Work to be completed - Emit an exact copy of the lines running from the start of the records to the line containing "pub fn empty(location: LatLng)", both included.

[Data entries]

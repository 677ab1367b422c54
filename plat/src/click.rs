//! Click routing.
//!
//! Turns a raw map click into a selection intent. The renderer hit-tests
//! the pointer against its interactive layers (within its own tie-break
//! radius) and hands the engine the features it found, in render order.

use crate::{geo::GeoBounds, selection::SelectionIntent};
use plat_api::{BoundaryLayer, LatLng, PinId, PinSummary};
use smallvec::SmallVec;

/// One feature the renderer found under the pointer.
#[derive(Debug, Clone, PartialEq)]
pub enum MapFeature {
    /// A pin marker. Markers usually embed a partial summary for instant
    /// display.
    Pin {
        id: PinId,
        summary: Option<PinSummary>,
    },
    /// A user-drawn area post. Areas select like pins, by post id.
    Area { id: PinId },
    /// A feature on one of the administrative boundary layers.
    Boundary {
        layer: BoundaryLayer,
        entity_id: String,
    },
}

/// A raw click: where it landed and what was under the pointer.
///
/// `features` is in render order, bottom to top; the last entry is the
/// topmost feature.
#[derive(Debug, Clone)]
pub struct ClickContext {
    pub location: LatLng,
    pub features: SmallVec<[MapFeature; 4]>,
    /// Opaque map-view metadata from the renderer, carried through to a
    /// coordinate selection for display.
    pub meta: Option<serde_json::Value>,
}

impl ClickContext {
    /// A click that hit nothing interactive.
    pub fn empty(location: LatLng) -> Self {
        Self {
            location,
            features: SmallVec::new(),
            meta: None,
        }
    }

    pub fn with_feature(mut self, feature: MapFeature) -> Self {
        self.features.push(feature);
        self
    }

    pub fn with_meta(mut self, meta: serde_json::Value) -> Self {
        self.meta = Some(meta);
        self
    }
}

/// Routes clicks to selection intents.
pub struct ClickRouter {
    region: GeoBounds,
}

impl ClickRouter {
    pub fn new(region: GeoBounds) -> Self {
        Self { region }
    }

    /// Decide what the click selects.
    ///
    /// Pins and areas beat boundary features regardless of stacking order;
    /// within each kind the topmost feature wins. A click that hits nothing
    /// selects the bare coordinate, but only inside the service region --
    /// out-of-region clicks are ignored outright and return `None`.
    pub fn route(&self, context: &ClickContext) -> Option<SelectionIntent> {
        for feature in context.features.iter().rev() {
            match feature {
                MapFeature::Pin { id, summary } => {
                    return Some(SelectionIntent::Pin {
                        id: id.clone(),
                        inline: summary.clone(),
                    });
                },
                MapFeature::Area { id } => {
                    return Some(SelectionIntent::Pin {
                        id: id.clone(),
                        inline: None,
                    });
                },
                MapFeature::Boundary { .. } => {},
            }
        }

        for feature in context.features.iter().rev() {
            if let MapFeature::Boundary { layer, entity_id } = feature {
                return Some(SelectionIntent::Boundary {
                    layer: *layer,
                    entity_id: entity_id.clone(),
                });
            }
        }

        if self.region.contains(context.location) {
            Some(SelectionIntent::Coordinate {
                location: context.location,
                meta: context.meta.clone(),
            })
        } else {
            tracing::debug!(
                lat = context.location.lat,
                lng = context.location.lng,
                "click outside service region ignored"
            );
            None
        }
    }
}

Answer section -
repository 677ab1367b422c54
filename plat/src/click.rs
//! Click routing.
//!
//! Turns a raw map click into a selection intent. The renderer hit-tests
//! the pointer against its interactive layers (within its own tie-break
//! radius) and hands the engine the features it found, in render order.

use crate::{geo::GeoBounds, selection::SelectionIntent};
use plat_api::{BoundaryLayer, LatLng, PinId, PinSummary};
use smallvec::SmallVec;

/// One feature the renderer found under the pointer.
#[derive(Debug, Clone, PartialEq)]
pub enum MapFeature {
    /// A pin marker. Markers usually embed a partial summary for instant
    /// display.
    Pin {
        id: PinId,
        summary: Option<PinSummary>,
    },
    /// A user-drawn area post. Areas select like pins, by post id.
    Area { id: PinId },
    /// A feature on one of the administrative boundary layers.
    Boundary {
        layer: BoundaryLayer,
        entity_id: String,
    },
}

/// A raw click: where it landed and what was under the pointer.
///
/// `features` is in render order, bottom to top; the last entry is the
/// topmost feature.
#[derive(Debug, Clone)]
pub struct ClickContext {
    pub location: LatLng,
    pub features: SmallVec<[MapFeature; 4]>,
    /// Opaque map-view metadata from the renderer, carried through to a
    /// coordinate selection for display.
    pub meta: Option<serde_json::Value>,
}

impl ClickContext {
    /// A click that hit nothing interactive.
    pub fn empty(location: LatLng) -> Self {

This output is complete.